Assim, se por um lado, também na velhice, podem surgir muitas mudanças indesejadas, por outro, esse pode ser mais um ponto de virada para fazer mudanças desejadas. Você já se perguntou sobre o sentido de algum hábito que demanda muito esforço e traz pouca satisfação? Já se propôs experimentar uma nova maneira de fazer alguma tarefa do cotidiano ou de se relacionar com alguém? Já experimentou fazer um balanço de vida e, diante da constatação da finitude, colocou à frente uma vontade até então insatisfeita?

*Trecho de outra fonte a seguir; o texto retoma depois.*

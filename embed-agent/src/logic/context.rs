//! Agent Context
//!
//! Everything one `init` call shares between its interceptors.

use std::rc::Rc;

use pitchguard_core::SignalExtractor;

use crate::config::EmbedConfig;
use super::evaluator::RemoteEvaluator;
use super::hooks::Hooks;
use super::host::Document;
use super::page::PageController;

pub struct AgentContext {
    pub config: EmbedConfig,
    pub extractor: SignalExtractor,
    pub hooks: Hooks,
    pub page: Rc<PageController>,
    pub document: Rc<dyn Document>,
    pub evaluator: Rc<dyn RemoteEvaluator>,
}

impl AgentContext {
    pub fn new(
        config: EmbedConfig,
        hooks: Hooks,
        page: Rc<PageController>,
        document: Rc<dyn Document>,
        evaluator: Rc<dyn RemoteEvaluator>,
    ) -> Self {
        let extractor = SignalExtractor::new(config.rule_set());
        Self {
            config,
            extractor,
            hooks,
            page,
            document,
            evaluator,
        }
    }
}
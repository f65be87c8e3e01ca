//! Parameters threaded through the pipeline stages.
//!
//! Nothing in the library reads these from the environment; the binary
//! fills them from the command line.

use crate::error::{Error, Result};

/// All stage parameters for one reconstruction run.
#[derive(Debug, Clone, Default)]
pub struct ReconstructionConfig {
    pub gaps: GapConfig,
    pub fit: FitConfig,
    pub events: EventConfig,
}

impl ReconstructionConfig {
    /// Rejects parameters the stages cannot work with.
    pub fn validate(&self) -> Result<()> {
        let fraction = self.gaps.max_unresolved_fraction;
        if !(0.0..=1.0).contains(&fraction) {
            return Err(Error::InvalidConfig(format!(
                "max_unresolved_fraction {} not in [0, 1]",
                fraction
            )));
        }
        if self.fit.min_markers < 3 {
            return Err(Error::InvalidConfig(format!(
                "min_markers {} below 3",
                self.fit.min_markers
            )));
        }
        if self.events.vertical_axis > 2 {
            return Err(Error::InvalidConfig(format!(
                "vertical_axis {} is not 0, 1 or 2",
                self.events.vertical_axis
            )));
        }
        if self.events.smoothing_window % 2 == 0 {
            return Err(Error::InvalidConfig(format!(
                "smoothing_window must be odd, got {}",
                self.events.smoothing_window
            )));
        }
        if self.events.min_event_spacing_s < 0.0 {
            return Err(Error::InvalidConfig("min_event_spacing_s is negative".into()));
        }
        Ok(())
    }
}

/// Marker trajectory processing.
#[derive(Debug, Clone)]
pub struct GapConfig {
    /// Longest gap (in frames) that is filled by interpolation.
    pub max_fill_gap: usize,
    /// Largest unresolved share of the trial tolerated for a marker the
    /// model needs.
    pub max_unresolved_fraction: f64,
}

impl Default for GapConfig {
    fn default() -> Self {
        Self {
            max_fill_gap: 10,
            max_unresolved_fraction: 0.10,
        }
    }
}

/// Rigid segment fitting.
#[derive(Debug, Clone)]
pub struct FitConfig {
    /// Minimum visible, non-collinear markers for a pose.
    pub min_markers: usize,
    /// RMS residual (mm) above which a pose is flagged low-confidence.
    pub residual_threshold_mm: f64,
    /// Spread (mm) below which a marker cluster counts as collinear.
    pub collinearity_tolerance_mm: f64,
    /// Whether interpolated marker samples take part in the fit.
    pub use_interpolated: bool,
    /// Threads used for per-frame fitting within one trial.
    pub workers: usize,
}

impl Default for FitConfig {
    fn default() -> Self {
        Self {
            min_markers: 3,
            residual_threshold_mm: 10.0,
            collinearity_tolerance_mm: 1.0,
            use_interpolated: true,
            workers: 1,
        }
    }
}

/// Gait event detection.
#[derive(Debug, Clone)]
pub struct EventConfig {
    /// Index of the laboratory vertical axis (0 = X, 1 = Y, 2 = Z).
    pub vertical_axis: usize,
    /// Centred moving-average window (frames) applied to the velocity.
    /// Must be odd so the window is symmetric around each frame.
    pub smoothing_window: usize,
    /// Downward velocity (mm/s) a heel-strike minimum must exceed.
    pub heel_strike_velocity: f64,
    /// Upward velocity (mm/s) a toe-off maximum must exceed.
    pub toe_off_velocity: f64,
    /// Minimum time (s) between two events of the same kind.
    pub min_event_spacing_s: f64,
    /// Share of valid heel samples required before falling back to the
    /// foot segment.
    pub min_signal_coverage: f64,
}

impl Default for EventConfig {
    fn default() -> Self {
        Self {
            vertical_axis: 2,
            smoothing_window: 5,
            heel_strike_velocity: 100.0,
            toe_off_velocity: 100.0,
            min_event_spacing_s: 0.6,
            min_signal_coverage: 0.5,
        }
    }
}
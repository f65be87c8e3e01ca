//! Binary Capture Reader for C3D files.
//!
//! A C3D file is a sequence of 512-byte blocks: a header block, a
//! parameter section, then the point data. Every numeric field is stored
//! in the byte order of the processor type recorded in the parameter
//! section. Point coordinates come back normalised to millimetres, with
//! samples carrying the "missing" residual sentinel surfaced as gaps.

mod params;
pub mod writer;

pub use params::{Parameter, ParameterData, ParameterSection};
pub use writer::{encode, write_file, Storage, WriteOptions};

use std::fs;
use std::path::Path;

use log::{debug, info};

use crate::error::{Error, Result};
use crate::trial::{Trial, TrialMetadata};
use crate::Position;

pub const BLOCK_SIZE: usize = 512;

/// Second byte of the header block.
const HEADER_KEY: u8 = 0x50;

/// Header frame fields are 16 bit; longer trials store this and put the
/// real count in `POINT:FRAMES`.
const CLIPPED_LAST_FRAME: usize = 65535;

/// Processor type, which fixes byte order and float encoding.
#[derive(Debug, Clone, Copy, PartialEq, Eq)]
pub enum Processor {
    /// Little endian, IEEE floats.
    Intel,
    /// Little endian words, VAX F floats.
    Dec,
    /// Big endian, IEEE floats.
    Mips,
}

impl Processor {
    pub fn from_code(code: u8) -> Result<Processor> {
        match code {
            84 => Ok(Processor::Intel),
            85 => Ok(Processor::Dec),
            86 => Ok(Processor::Mips),
            other => Err(Error::malformed(format!(
                "unsupported processor type {}",
                other
            ))),
        }
    }

    pub fn code(self) -> u8 {
        match self {
            Processor::Intel => 84,
            Processor::Dec => 85,
            Processor::Mips => 86,
        }
    }

    pub(crate) fn read_i16(self, b: &[u8]) -> i16 {
        let raw = [b[0], b[1]];
        match self {
            Processor::Mips => i16::from_be_bytes(raw),
            _ => i16::from_le_bytes(raw),
        }
    }

    pub(crate) fn read_u16(self, b: &[u8]) -> u16 {
        self.read_i16(b) as u16
    }

    pub(crate) fn read_f32(self, b: &[u8]) -> f32 {
        match self {
            Processor::Intel => f32::from_le_bytes([b[0], b[1], b[2], b[3]]),
            Processor::Mips => f32::from_be_bytes([b[0], b[1], b[2], b[3]]),
            Processor::Dec => {
                // Swap the 16 bit words, then undo the bias difference.
                if b[1] & 0x7f == 0 && b[0] & 0x80 == 0 {
                    return 0.0;
                }
                f32::from_le_bytes([b[2], b[3], b[0], b[1]]) / 4.0
            }
        }
    }

    pub(crate) fn write_i16(self, v: i16) -> [u8; 2] {
        match self {
            Processor::Mips => v.to_be_bytes(),
            _ => v.to_le_bytes(),
        }
    }

    pub(crate) fn write_f32(self, v: f32) -> [u8; 4] {
        match self {
            Processor::Intel => v.to_le_bytes(),
            Processor::Mips => v.to_be_bytes(),
            Processor::Dec => {
                let b = (v * 4.0).to_le_bytes();
                [b[2], b[3], b[0], b[1]]
            }
        }
    }
}

/// Length units a capture may declare in `POINT:UNITS`.
#[derive(Debug, Clone, Copy, PartialEq, Eq)]
pub enum Units {
    Millimetres,
    Centimetres,
    Metres,
}

impl Units {
    pub fn parse(label: &str) -> Result<Units> {
        match label.trim().to_lowercase().as_str() {
            "mm" | "" => Ok(Units::Millimetres),
            "cm" => Ok(Units::Centimetres),
            "m" => Ok(Units::Metres),
            other => Err(Error::malformed(format!("unsupported point units {:?}", other))),
        }
    }

    pub fn label(self) -> &'static str {
        match self {
            Units::Millimetres => "mm",
            Units::Centimetres => "cm",
            Units::Metres => "m",
        }
    }

    /// Millimetres per unit.
    pub fn to_mm(self) -> f64 {
        match self {
            Units::Millimetres => 1.0,
            Units::Centimetres => 10.0,
            Units::Metres => 1000.0,
        }
    }
}

/// Fields of the header block.
#[derive(Debug, Clone, PartialEq)]
pub struct Header {
    pub parameter_block: usize,
    pub point_count: usize,
    /// Analog values stored after the points of each frame.
    pub analog_per_frame: usize,
    pub first_frame: usize,
    pub last_frame: usize,
    pub max_interpolation_gap: usize,
    pub scale: f32,
    pub data_start: usize,
    pub frame_rate: f32,
}

impl Header {
    fn parse(bytes: &[u8], p: Processor) -> Result<Header> {
        let b = slice(bytes, 0, 24)?;
        if b[1] != HEADER_KEY {
            return Err(Error::malformed(format!("bad header key 0x{:02x}", b[1])));
        }
        Ok(Header {
            parameter_block: b[0] as usize,
            point_count: p.read_u16(&b[2..4]) as usize,
            analog_per_frame: p.read_u16(&b[4..6]) as usize,
            first_frame: p.read_u16(&b[6..8]) as usize,
            last_frame: p.read_u16(&b[8..10]) as usize,
            max_interpolation_gap: p.read_u16(&b[10..12]) as usize,
            scale: p.read_f32(&b[12..16]),
            data_start: p.read_u16(&b[16..18]) as usize,
            frame_rate: p.read_f32(&b[20..24]),
        })
    }

    fn encode(&self, p: Processor) -> Vec<u8> {
        let mut out = vec![0u8; BLOCK_SIZE];
        out[0] = self.parameter_block as u8;
        out[1] = HEADER_KEY;
        out[2..4].copy_from_slice(&p.write_i16(self.point_count as u16 as i16));
        out[4..6].copy_from_slice(&p.write_i16(self.analog_per_frame as u16 as i16));
        out[6..8].copy_from_slice(&p.write_i16(self.first_frame as u16 as i16));
        out[8..10].copy_from_slice(&p.write_i16(self.last_frame as u16 as i16));
        out[10..12].copy_from_slice(&p.write_i16(self.max_interpolation_gap as u16 as i16));
        out[12..16].copy_from_slice(&p.write_f32(self.scale));
        out[16..18].copy_from_slice(&p.write_i16(self.data_start as u16 as i16));
        out[20..24].copy_from_slice(&p.write_f32(self.frame_rate));
        out
    }

    fn header_frame_count(&self) -> Result<usize> {
        if self.first_frame == 0 && self.last_frame == 0 {
            return Ok(0);
        }
        if self.last_frame < self.first_frame {
            return Err(Error::malformed(format!(
                "last frame {} before first frame {}",
                self.last_frame, self.first_frame
            )));
        }
        Ok(self.last_frame - self.first_frame + 1)
    }
}

/// Header and parameters of a capture, without the point data.
#[derive(Debug, Clone)]
pub struct CaptureInfo {
    pub header: Header,
    pub parameters: ParameterSection,
}

impl CaptureInfo {
    /// Parses and cross-checks the header and parameter section.
    pub fn parse(bytes: &[u8]) -> Result<CaptureInfo> {
        let parameter_block = *bytes
            .first()
            .ok_or_else(|| Error::malformed("empty file"))? as usize;
        if parameter_block < 2 {
            return Err(Error::malformed(format!(
                "parameter block pointer {} is invalid",
                parameter_block
            )));
        }
        let parameters = ParameterSection::parse(bytes, (parameter_block - 1) * BLOCK_SIZE)?;
        let header = Header::parse(bytes, parameters.processor)?;
        Ok(CaptureInfo { header, parameters })
    }

    pub fn processor(&self) -> Processor {
        self.parameters.processor
    }

    pub fn point_count(&self) -> Result<usize> {
        let header = self.header.point_count;
        match self.parameters.count("POINT", "USED") {
            Some(used) if used != header => Err(Error::malformed(format!(
                "header declares {} points, POINT:USED {}",
                header, used
            ))),
            _ => Ok(header),
        }
    }

    pub fn frame_count(&self) -> Result<usize> {
        let header = self.header.header_frame_count()?;
        match self.parameters.count("POINT", "FRAMES") {
            Some(frames) if self.header.last_frame == CLIPPED_LAST_FRAME => Ok(frames),
            Some(frames) if frames != header => Err(Error::malformed(format!(
                "header declares {} frames, POINT:FRAMES {}",
                header, frames
            ))),
            _ => Ok(header),
        }
    }

    pub fn frame_rate(&self) -> Result<f64> {
        let rate = match self.parameters.float("POINT", "RATE") {
            Some(r) if r > 0.0 => r,
            _ => self.header.frame_rate as f64,
        };
        if rate.is_finite() && rate > 0.0 {
            Ok(rate)
        } else {
            Err(Error::malformed(format!("invalid frame rate {}", rate)))
        }
    }

    /// Point scale; negative means float storage.
    pub fn scale(&self) -> Result<f64> {
        let scale = self
            .parameters
            .float("POINT", "SCALE")
            .unwrap_or(self.header.scale as f64);
        if scale == 0.0 || !scale.is_finite() {
            return Err(Error::malformed(format!("invalid point scale {}", scale)));
        }
        Ok(scale)
    }

    pub fn units(&self) -> Result<Units> {
        match self.parameters.strings("POINT", "UNITS").and_then(|u| u.first()) {
            Some(label) => Units::parse(label),
            None => Ok(Units::Millimetres),
        }
    }

    /// Point labels in column order, including `LABELS2`, `LABELS3`, ...
    pub fn labels(&self) -> Result<Vec<String>> {
        let count = self.point_count()?;
        let mut labels: Vec<String> = Vec::with_capacity(count);
        let mut name = "LABELS".to_string();
        let mut n = 1;
        while let Some(chunk) = self.parameters.strings("POINT", &name) {
            labels.extend(chunk.iter().cloned());
            n += 1;
            name = format!("LABELS{}", n);
        }
        if labels.len() < count {
            return Err(Error::malformed(format!(
                "{} point labels for {} points",
                labels.len(),
                count
            )));
        }
        labels.truncate(count);
        Ok(labels)
    }

    pub fn data_start(&self) -> usize {
        self.parameters
            .count("POINT", "DATA_START")
            .filter(|&b| b > 0)
            .unwrap_or(self.header.data_start)
    }

    pub fn subject(&self) -> Option<String> {
        self.parameters
            .strings("SUBJECTS", "NAMES")
            .and_then(|names| names.iter().find(|n| !n.is_empty()))
            .cloned()
    }
}

/// Decodes a complete capture held in memory.
pub fn decode(bytes: &[u8]) -> Result<Trial> {
    let info = CaptureInfo::parse(bytes)?;
    let p = info.processor();
    let point_count = info.point_count()?;
    let frame_count = info.frame_count()?;
    let frame_rate = info.frame_rate()?;
    let scale = info.scale()?;
    let units = info.units()?;
    let labels = info.labels()?;

    let float_storage = scale < 0.0;
    let word = if float_storage { 4 } else { 2 };
    let stride = (point_count * 4 + info.header.analog_per_frame) * word;
    let data_block = info.data_start();
    if data_block < 2 {
        return Err(Error::malformed(format!("data start block {} is invalid", data_block)));
    }
    // Frame counts beyond the file size come from corrupt parameters.
    if frame_count > bytes.len() {
        return Err(Error::malformed(format!(
            "{} frames cannot fit in {} bytes",
            frame_count,
            bytes.len()
        )));
    }
    let start = (data_block - 1) * BLOCK_SIZE;
    let needed = stride
        .checked_mul(frame_count)
        .and_then(|n| n.checked_add(start))
        .ok_or_else(|| Error::malformed(format!("frame count {} overflows", frame_count)))?;
    if bytes.len() < needed {
        return Err(Error::malformed(format!(
            "point data truncated: {} bytes, {} needed for {} frames",
            bytes.len(),
            needed,
            frame_count
        )));
    }

    debug!(
        "{:?} capture, {} points, {} frames at {} Hz, scale {}, units {}",
        p,
        point_count,
        frame_count,
        frame_rate,
        scale,
        units.label()
    );

    let to_mm = units.to_mm();
    let point_scale = if float_storage { 1.0 } else { scale.abs() };
    let read = |at: usize| -> f64 {
        if float_storage {
            p.read_f32(&bytes[at..at + 4]) as f64
        } else {
            p.read_i16(&bytes[at..at + 2]) as f64
        }
    };

    let mut rows = Vec::with_capacity(frame_count);
    let mut missing = 0usize;
    for f in 0..frame_count {
        let frame_at = start + f * stride;
        let mut row = Vec::with_capacity(point_count);
        for i in 0..point_count {
            let at = frame_at + i * 4 * word;
            let residual = read(at + 3 * word);
            if residual < 0.0 {
                row.push(None);
                missing += 1;
                continue;
            }
            let x = read(at) * point_scale * to_mm;
            let y = read(at + word) * point_scale * to_mm;
            let z = read(at + 2 * word) * point_scale * to_mm;
            row.push(Some(Position::new(x, y, z)));
        }
        rows.push(row);
    }

    let metadata = TrialMetadata {
        subject_id: info.subject(),
        first_frame: info.header.first_frame,
        native_units: units.label().to_string(),
        ..Default::default()
    };
    let mut trial = Trial::new(metadata, frame_rate, labels, rows)?;
    if trial.metadata.subject_id.is_none() {
        trial.metadata.subject_id = trial.markers().subject_prefix();
    }
    info!(
        "Decoded {} frames x {} markers ({} missing samples).",
        frame_count, point_count, missing
    );
    Ok(trial)
}

/// Reads a capture file. All file I/O of the pipeline happens here.
pub fn read_file<P: AsRef<Path>>(path: P) -> Result<Trial> {
    let path = path.as_ref();
    info!("Reading capture {}", path.display());
    let bytes = fs::read(path)?;
    let mut trial = decode(&bytes)?;
    trial.metadata.trial_id = path
        .file_stem()
        .map(|s| s.to_string_lossy().into_owned());
    trial.metadata.capture_time = fs::metadata(path).and_then(|m| m.modified()).ok();
    Ok(trial)
}

/// Reads only the header and parameters of a capture file.
pub fn inspect<P: AsRef<Path>>(path: P) -> Result<CaptureInfo> {
    let bytes = fs::read(path)?;
    CaptureInfo::parse(&bytes)
}

pub(crate) fn slice(bytes: &[u8], at: usize, len: usize) -> Result<&[u8]> {
    bytes
        .get(at..at.saturating_add(len))
        .ok_or_else(|| Error::malformed(format!("unexpected end of file at byte {}", at)))
}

Aqui vão algumas sugestões para inspirar usar o re-conhecimento de si mesmo na velhice a seu favor:

  • Grace e Frankie: Seriado disponível na Netflix. Grace e Frankie são duas mulheres vivendo a terceira idade. Quando os seus respectivos maridos revelam estar apaixonados um pelo outro, elas precisam lidar com diversas mudanças na vida. São novas as circunstâncias e vão surgindo também novidades relacionadas ao corpo que envelhece e ao modo de ver e sentir o envelhecer.
  • Anne with an E / Anne com E: Seriado disponível na Netflix. Matthew e Marilla são dois irmãos idosos que adotam uma adolescente. Marilla se estranha em alguns momentos e às vezes mantém-se fechada e rígida, protegendo-se do desconhecido imposto por tantas mudanças. Mas junto a seu irmão e Anne, ela experimenta diversas vivências novas e se permite uma comovente relação que, inesperadamente, traz mais vida a seus dias.
  • Método Kominsky:  Seriado disponível na Netflix. O professor de teatro Sandy Kominsky e seu melhor amigo Norman Newlander enfrentam as alegrias e tristezas da velhice. Com humor deparam-se com situações inesperadas de perdas, mudanças no próprio corpo e mudanças de ideias construídas a um bom tempo.

Referências

  • Poema: Meireles, C. Cecília. (2001). Antologia Poética. Rio de Janeiro: Editora Nova Fronteira. (Originalmente publicado em 1939) 
  • Música: Belchior. (1976). Velha roupa colorida.